What the task requires: Your answer must be an exact transcription of every entry.

╔══

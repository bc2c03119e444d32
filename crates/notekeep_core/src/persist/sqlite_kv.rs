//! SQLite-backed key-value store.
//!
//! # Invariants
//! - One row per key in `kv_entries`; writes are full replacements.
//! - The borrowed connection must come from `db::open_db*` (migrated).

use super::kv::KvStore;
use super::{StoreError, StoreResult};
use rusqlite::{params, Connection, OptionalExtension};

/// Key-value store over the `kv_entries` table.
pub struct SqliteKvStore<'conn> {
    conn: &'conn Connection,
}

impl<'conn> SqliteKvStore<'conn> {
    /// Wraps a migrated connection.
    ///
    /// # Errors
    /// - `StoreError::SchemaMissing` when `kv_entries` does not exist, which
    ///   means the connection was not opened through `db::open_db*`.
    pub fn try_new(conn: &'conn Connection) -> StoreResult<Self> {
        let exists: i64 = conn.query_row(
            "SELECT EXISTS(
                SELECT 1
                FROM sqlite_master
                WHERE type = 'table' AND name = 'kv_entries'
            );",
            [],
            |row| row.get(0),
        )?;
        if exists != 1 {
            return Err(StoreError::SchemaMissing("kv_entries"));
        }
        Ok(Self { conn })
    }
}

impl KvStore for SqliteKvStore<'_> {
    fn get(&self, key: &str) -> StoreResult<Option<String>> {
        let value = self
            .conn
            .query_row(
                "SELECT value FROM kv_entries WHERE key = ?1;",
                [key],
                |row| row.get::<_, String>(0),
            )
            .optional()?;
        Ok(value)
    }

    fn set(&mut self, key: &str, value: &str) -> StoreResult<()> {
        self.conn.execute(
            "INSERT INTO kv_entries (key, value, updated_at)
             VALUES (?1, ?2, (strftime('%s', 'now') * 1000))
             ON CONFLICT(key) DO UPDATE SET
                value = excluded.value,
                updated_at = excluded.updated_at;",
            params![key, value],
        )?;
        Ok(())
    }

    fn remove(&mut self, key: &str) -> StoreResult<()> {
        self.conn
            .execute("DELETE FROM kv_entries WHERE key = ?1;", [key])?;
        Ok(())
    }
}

╚══

Task answer:
repository bc2c03119e444d32
filename crates/notekeep_core/src/persist/sqlite_kv.rs
//! SQLite-backed key-value store.
//!
//! # Invariants
//! - One row per key in `kv_entries`; writes are full replacements.
//! - The borrowed connection must come from `db::open_db*` (migrated).

use super::kv::KvStore;
use super::{StoreError, StoreResult};
use rusqlite::{params, Connection, OptionalExtension};

/// Key-value store over the `kv_entries` table.
pub struct SqliteKvStore<'conn> {
    conn: &'conn Connection,
}

impl<'conn> SqliteKvStore<'conn> {
    /// Wraps a migrated connection.
    ///
    /// # Errors
    /// - `StoreError::SchemaMissing` when `kv_entries` does not exist, which
    ///   means the connection was not opened through `db::open_db*`.
    pub fn try_new(conn: &'conn Connection) -> StoreResult<Self> {
        let exists: i64 = conn.query_row(
            "SELECT EXISTS(
                SELECT 1
                FROM sqlite_master
                WHERE type = 'table' AND name = 'kv_entries'
            );",
            [],
            |row| row.get(0),
        )?;
        if exists != 1 {
            return Err(StoreError::SchemaMissing("kv_entries"));
        }
        Ok(Self { conn })
    }
}

impl KvStore for SqliteKvStore<'_> {
    fn get(&self, key: &str) -> StoreResult<Option<String>> {
        let value = self
            .conn
            .query_row(
                "SELECT value FROM kv_entries WHERE key = ?1;",
                [key],
                |row| row.get::<_, String>(0),
            )
            .optional()?;
        Ok(value)
    }

    fn set(&mut self, key: &str, value: &str) -> StoreResult<()> {
        self.conn.execute(
            "INSERT INTO kv_entries (key, value, updated_at)
             VALUES (?1, ?2, (strftime('%s', 'now') * 1000))
             ON CONFLICT(key) DO UPDATE SET
                value = excluded.value,
                updated_at = excluded.updated_at;",
            params![key, value],
        )?;
        Ok(())
    }

    fn remove(&mut self, key: &str) -> StoreResult<()> {
        self.conn
            .execute("DELETE FROM kv_entries WHERE key = ?1;", [key])?;
        Ok(())
    }
}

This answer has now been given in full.